Alan Cox explained some reasons for this. His email is long, and not
public, so I summarize what I have understood.

as soon as the computer bootstraps, the firmware in its BIOS scans
every PCI-peripherical for any BIOS-extension, it finds then there is
a BIOS-extension ROM on the SATA-card, and it loads and executes it:
the flash-chip on the card contains x86 opcode! The ROM initializes
some features on the SATA-card and loads and bootstraps a firmware
there (the firmware is contained in the flash, but it somehow requires
to be launched by the PC, dunno how/what), the PC goes ahead and
bootstrap the OS-loader (Grub?
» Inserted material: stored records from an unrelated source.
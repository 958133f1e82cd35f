//! Automatic enrollment of eligible students into a newly created group.

use chrono::Utc;
use rusqlite::Connection;

use crate::error::CoreResult;

/// Enroll up to `capacity` eligible students into the group.
///
/// The eligible pool is every registration for the subject whose student
/// is not already enrolled in some group of that subject, ordered by
/// registration time (earliest first) with student id as the stable
/// tie-break. The selection is a total order, so allocation is
/// reproducible.
///
/// Runs inside the group-creation transaction and is invoked exactly
/// once per group; re-running it would enroll the same students twice,
/// which is why it is not exposed as a public operation.
pub(crate) fn allocate(
    conn: &Connection,
    group_id: i64,
    subject_id: i64,
    capacity: i64,
) -> CoreResult<usize> {
    let mut stmt = conn.prepare(
        "SELECT ss.student_id
         FROM student_subjects ss
         WHERE ss.subject_id = ?1
           AND ss.student_id NOT IN (
               SELECT gs.student_id
               FROM group_students gs
               JOIN groups g ON g.id = gs.group_id
               WHERE g.subject_id = ?1
           )
         ORDER BY ss.registered_at, ss.student_id
         LIMIT ?2",
    )?;

    let students = stmt
        .query_map((subject_id, capacity), |row| row.get::<_, i64>(0))?
        .collect::<Result<Vec<_>, _>>()?;

    let now = Utc::now().to_rfc3339();
    for student_id in &students {
        conn.execute(
            "INSERT INTO group_students (group_id, student_id, enrolled_at) VALUES (?, ?, ?)",
            (group_id, student_id, &now),
        )?;
    }

    tracing::debug!(group_id, enrolled = students.len(), "Allocated students to group");
    Ok(students.len())
}
//! Demo data for local development, used by the `seed` CLI command.

use anyhow::Result;

use crate::db::Database;
use crate::models::*;

/// Populate an empty database with a small demo catalog. Does nothing
/// when careers already exist, so re-running is safe.
pub fn seed_database(db: &Database) -> Result<()> {
    if !db.get_all_careers()?.is_empty() {
        tracing::info!("Database already seeded, skipping");
        return Ok(());
    }

    let systems = db.create_career(CreateCareerInput {
        name: "Systems Engineering".to_string(),
        semesters: 9,
    })?;
    db.create_career(CreateCareerInput {
        name: "Business Administration".to_string(),
        semesters: 8,
    })?;

    let programming = db.create_subject(CreateSubjectInput {
        name: "Programming I".to_string(),
        credits: 8,
        semester: 1,
        career_id: systems.id,
    })?;
    let databases = db.create_subject(CreateSubjectInput {
        name: "Databases".to_string(),
        credits: 7,
        semester: 3,
        career_id: systems.id,
    })?;

    db.create_classroom(CreateClassroomInput {
        name: "A-101".to_string(),
        building: "Main Building".to_string(),
    })?;
    db.create_classroom(CreateClassroomInput {
        name: "B-201".to_string(),
        building: "Laboratory Building".to_string(),
    })?;

    db.create_time_slot(CreateTimeSlotInput {
        time: "08:00".to_string(),
        shift: None,
    })?;
    db.create_time_slot(CreateTimeSlotInput {
        time: "16:00".to_string(),
        shift: None,
    })?;

    db.create_teacher(CreateTeacherInput {
        name: "Jane Rivera".to_string(),
        degree: Degree::Master,
    })?;

    for (name, email) in [
        ("Alex Morgan", "alex.morgan@campus.edu"),
        ("Sam Ortiz", "sam.ortiz@campus.edu"),
        ("Robin Castillo", "robin.castillo@campus.edu"),
    ] {
        db.create_student(CreateStudentInput {
            name: name.to_string(),
            email: email.to_string(),
            status: StudentStatus::Active,
            date_of_birth: None,
            career_id: Some(systems.id),
            subjects: vec![programming.id, databases.id],
        })?;
    }

    tracing::info!("Seeded demo data");
    Ok(())
}
//! Roster shrinking after a capacity reduction.

use rusqlite::Connection;

use crate::error::{CoreError, CoreResult};

/// Evict the most recently enrolled students until the roster fits
/// `new_capacity`. Students who have been enrolled longest keep their
/// place. No-op when the roster already fits.
///
/// Rows sharing an enrollment timestamp (a single allocation stamps the
/// whole batch at once) are broken by rowid, i.e. insertion order, so
/// eviction is deterministic.
pub(crate) fn rebalance(conn: &Connection, group_id: i64, new_capacity: i64) -> CoreResult<usize> {
    let count: i64 = conn.query_row(
        "SELECT COUNT(*) FROM group_students WHERE group_id = ?",
        [group_id],
        |row| row.get(0),
    )?;
    if count <= new_capacity {
        return Ok(0);
    }

    let overflow = count - new_capacity;
    let deleted = conn.execute(
        "DELETE FROM group_students
         WHERE rowid IN (
             SELECT rowid FROM group_students
             WHERE group_id = ?1
             ORDER BY enrolled_at DESC, rowid DESC
             LIMIT ?2
         )",
        (group_id, overflow),
    )?;

    if deleted as i64 != overflow {
        return Err(CoreError::Conflict(
            "The roster changed while rebalancing; retry the capacity update".into(),
        ));
    }

    tracing::debug!(group_id, evicted = deleted, "Rebalanced group roster");
    Ok(deleted)
}
use chrono::{DateTime, Utc};
use serde::{Deserialize, Serialize};

/// A degree program. Careers own subjects and are referenced by students.
#[derive(Debug, Clone, Serialize, Deserialize)]
#[serde(rename_all = "camelCase")]
pub struct Career {
    pub id: i64,
    pub name: String,
    /// Number of semesters in the program.
    pub semesters: i64,
    pub created_at: DateTime<Utc>,
    pub updated_at: DateTime<Utc>,
}

/// Input for creating a new career.
#[derive(Debug, Clone, Serialize, Deserialize)]
#[serde(rename_all = "camelCase")]
pub struct CreateCareerInput {
    pub name: String,
    pub semesters: i64,
}

/// Input for updating an existing career. All fields are optional for partial updates.
#[derive(Debug, Clone, Serialize, Deserialize)]
#[serde(rename_all = "camelCase")]
pub struct UpdateCareerInput {
    pub name: Option<String>,
    pub semesters: Option<i64>,
}
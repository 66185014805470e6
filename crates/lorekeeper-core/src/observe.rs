//! Outbound notification contract from the controller to collaborators.

use crate::state::AdvisorState;

/// Callbacks fired by the advisory controller.
///
/// Collaborators (typically the UI layer) register an implementation when
/// the controller is spawned. All methods default to no-ops so an
/// implementation subscribes only to what it needs. Callbacks run on the
/// controller's worker task and must not block.
pub trait AdvisoryObserver: Send + Sync {
    /// Advisory text for the current event is ready to show.
    fn on_ready_to_display(&self, _text: &str) {}

    /// The controller's state machine moved from `_old` to `_new`.
    fn on_state_changed(&self, _old: AdvisorState, _new: AdvisorState) {}

    /// A recoverable error occurred; `_message` is human-readable and meant
    /// to be surfaced as a non-blocking warning.
    fn on_error_occurred(&self, _message: &str) {}

    /// The pending queue drained and the controller returned to idle.
    fn on_processing_complete(&self) {}
}
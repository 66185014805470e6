//! Lorekeeper Advisor — the event-driven advisory controller.
//!
//! Consumes gameplay events, drives the text resolver against the document
//! index, and emits display and lifecycle notifications while tracking
//! player progress. Processing is strictly sequential: a single worker task
//! owns the queue and the state machine, so events are advised in FIFO
//! arrival order and at most one process step is ever active.

pub mod config;
pub mod controller;
pub mod progress;
pub mod scheduler;
mod worker;
//! Localized string lookup consumed by the resolver.

/// Opaque string-keyed translation lookup.
///
/// The advisory core only ever selects message keys; the actual prose lives
/// with the collaborator (UI/localization backend) implementing this trait.
/// Implementations are expected to return the key itself when it is not in
/// their catalog, so a missing translation degrades visibly instead of
/// silently.
pub trait Translator: Send + Sync {
    /// Resolves a message key to localized text.
    fn translate(&self, key: &str) -> String;

    /// Resolves a message key, substituting named arguments into its
    /// `{name}` placeholders.
    fn translate_args(&self, key: &str, args: &[(&str, &str)]) -> String;
}
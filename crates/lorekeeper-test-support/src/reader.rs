//! Test readers — mock `FileReader` implementations.

use std::collections::HashMap;
use std::path::{Path, PathBuf};

use lorekeeper_core::error::AdvisoryError;
use lorekeeper_core::reader::FileReader;

/// A reader serving files from an in-memory map.
#[derive(Debug, Default)]
pub struct InMemoryReader {
    files: HashMap<PathBuf, String>,
}

impl InMemoryReader {
    /// Creates a reader with no files.
    #[must_use]
    pub fn new() -> Self {
        Self::default()
    }

    /// Registers `text` under `path`.
    #[must_use]
    pub fn with_file(mut self, path: impl Into<PathBuf>, text: impl Into<String>) -> Self {
        self.files.insert(path.into(), text.into());
        self
    }
}

impl FileReader for InMemoryReader {
    fn exists(&self, path: &Path) -> bool {
        self.files.contains_key(path)
    }

    fn read_text(&self, path: &Path) -> Result<String, AdvisoryError> {
        self.files
            .get(path)
            .cloned()
            .ok_or_else(|| AdvisoryError::DocumentUnavailable {
                path: path.display().to_string(),
                reason: "not in the in-memory set".to_owned(),
            })
    }
}

/// A reader for which every path is missing. Useful for degraded-mode
/// scenarios.
#[derive(Debug, Clone, Copy, Default)]
pub struct FailingReader;

impl FileReader for FailingReader {
    fn exists(&self, _path: &Path) -> bool {
        false
    }

    fn read_text(&self, path: &Path) -> Result<String, AdvisoryError> {
        Err(AdvisoryError::DocumentUnavailable {
            path: path.display().to_string(),
            reason: "reader always fails".to_owned(),
        })
    }
}
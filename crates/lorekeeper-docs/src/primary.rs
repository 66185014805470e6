//! Line-based parsing of the primary advisory document.

/// Marker that opens a section header line.
const HEADER_MARKER: char = '#';

/// One named section of the primary document.
#[derive(Debug, Clone, PartialEq, Eq)]
pub struct Section {
    /// Header text with the marker stripped, trimmed, and lower-cased.
    pub name: String,
    /// Body lines joined with `\n`, embedded newlines preserved.
    pub body: String,
}

/// Splits `text` into named sections.
///
/// A line whose trimmed form starts with `#` opens a section; everything up
/// to the next header line is its body, and the final section closes at end
/// of input. Lines before the first header belong to no section and are
/// dropped. A header name repeated within one document overwrites the body
/// parsed earlier (last write wins, no merge).
#[must_use]
pub fn parse_primary(text: &str) -> Vec<Section> {
    let mut sections: Vec<Section> = Vec::new();
    let mut current: Option<(String, Vec<&str>)> = None;

    for line in text.lines() {
        let trimmed = line.trim();
        if trimmed.starts_with(HEADER_MARKER) {
            if let Some((name, body_lines)) = current.take() {
                close_section(&mut sections, name, &body_lines);
            }
            let name = trimmed
                .trim_start_matches(HEADER_MARKER)
                .trim()
                .to_lowercase();
            current = Some((name, Vec::new()));
        } else if let Some((_, body_lines)) = current.as_mut() {
            body_lines.push(line);
        }
    }
    if let Some((name, body_lines)) = current.take() {
        close_section(&mut sections, name, &body_lines);
    }
    sections
}

fn close_section(sections: &mut Vec<Section>, name: String, body_lines: &[&str]) {
    let body = body_lines.join("\n").trim().to_owned();
    if let Some(existing) = sections.iter_mut().find(|s| s.name == name) {
        existing.body = body;
    } else {
        sections.push(Section { name, body });
    }
}
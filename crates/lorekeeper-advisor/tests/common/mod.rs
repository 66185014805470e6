//! Shared helpers for controller integration tests.
#![allow(dead_code)]

use std::sync::Arc;

use chrono::{DateTime, TimeZone, Utc};

use lorekeeper_advisor::config::AdvisorConfig;
use lorekeeper_advisor::controller::{AdvisorDeps, AdvisoryController};
use lorekeeper_core::clock::Clock;
use lorekeeper_core::event::{AdvisoryEvent, EventCategory};
use lorekeeper_core::scheduler::Scheduler;
use lorekeeper_test_support::{
    FixedClock, InMemoryReader, NoopScheduler, RecordingObserver, TranslatorStub,
};

/// Fixed timestamp used across all integration tests.
pub fn fixed_now() -> DateTime<Utc> {
    Utc.with_ymd_and_hms(2026, 3, 1, 12, 0, 0).unwrap()
}

/// Catalog with the strings the scenarios assert on.
pub fn stub_translator() -> TranslatorStub {
    TranslatorStub::new()
        .with("advisor.invalid_event", "Could not understand that event.")
        .with("advisor.tutorial.generic", "Welcome to the tutorial.")
        .with("advisor.minigame.start", "Starting {game}: {objective}")
        .with("advisor.minigame.generic", "Starting {game}. Good luck!")
        .with("advisor.achievement.unlocked", "Achievement unlocked: {name}!")
        .with("advisor.node.entered", "You entered {node}.")
        .with("advisor.hint.generic", "Check your objectives.")
        .with("advisor.game.completed", "You finished the game!")
}

/// A spawned controller plus the doubles the assertions read.
pub struct TestHarness {
    pub controller: AdvisoryController,
    pub observer: Arc<RecordingObserver>,
}

/// Spawns a controller over a fixed clock and the given scheduler/reader.
pub fn spawn_controller(
    scheduler: Arc<dyn Scheduler>,
    reader: InMemoryReader,
) -> TestHarness {
    spawn_controller_with_clock(Arc::new(FixedClock(fixed_now())), scheduler, reader)
}

/// Spawns a controller with every seam explicit.
pub fn spawn_controller_with_clock(
    clock: Arc<dyn Clock>,
    scheduler: Arc<dyn Scheduler>,
    reader: InMemoryReader,
) -> TestHarness {
    let observer = Arc::new(RecordingObserver::new());
    let controller = AdvisoryController::spawn(
        AdvisorConfig::default(),
        AdvisorDeps {
            clock,
            scheduler,
            reader: Arc::new(reader),
            translator: Arc::new(stub_translator()),
            observers: vec![Arc::clone(&observer) as _],
        },
    );
    TestHarness {
        controller,
        observer,
    }
}

/// Spawns a controller whose delays all complete immediately.
pub fn spawn_fast_controller() -> TestHarness {
    spawn_controller(Arc::new(NoopScheduler), InMemoryReader::new())
}

/// A valid tutorial-start event scoped to `context`.
pub fn tutorial_event(context: &str) -> AdvisoryEvent {
    AdvisoryEvent::new(EventCategory::TutorialStart, &FixedClock(fixed_now()))
        .with_context(context)
}

/// A valid hint-requested event.
pub fn hint_event() -> AdvisoryEvent {
    AdvisoryEvent::new(EventCategory::HintRequested, &FixedClock(fixed_now()))
}

/// A valid game-completed event.
pub fn completed_event() -> AdvisoryEvent {
    AdvisoryEvent::new(EventCategory::GameCompleted, &FixedClock(fixed_now()))
}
Lilo? ... this stuff), the Linux kernel
is loaded and bootstrapped too, the kernel is now running, and it
probes for the SATA-controller device and it finds it, so the
kernel-driver finds the SATA-controller already configured and - it's
running its own firmware - so, when the kernel issues commands, it
responds properly!

So, if you put the Adaptec AAR-2410SA SATA-card into a non-x86
computer ... the BIOS extension is not expected, and the Linux kernel
does not find the SATA correctly configured-card, in fact, the kernel
complains the card is not even found running its own firmware running,
and this can't be fixed unless you do a full reverse-engineering of
flash-code, in order to create a new kernel-driver able to directly
initialize the card instead of waiting for the job done by the
PC-BIOS.

hardware RAID cards are usually problematic for the same reason.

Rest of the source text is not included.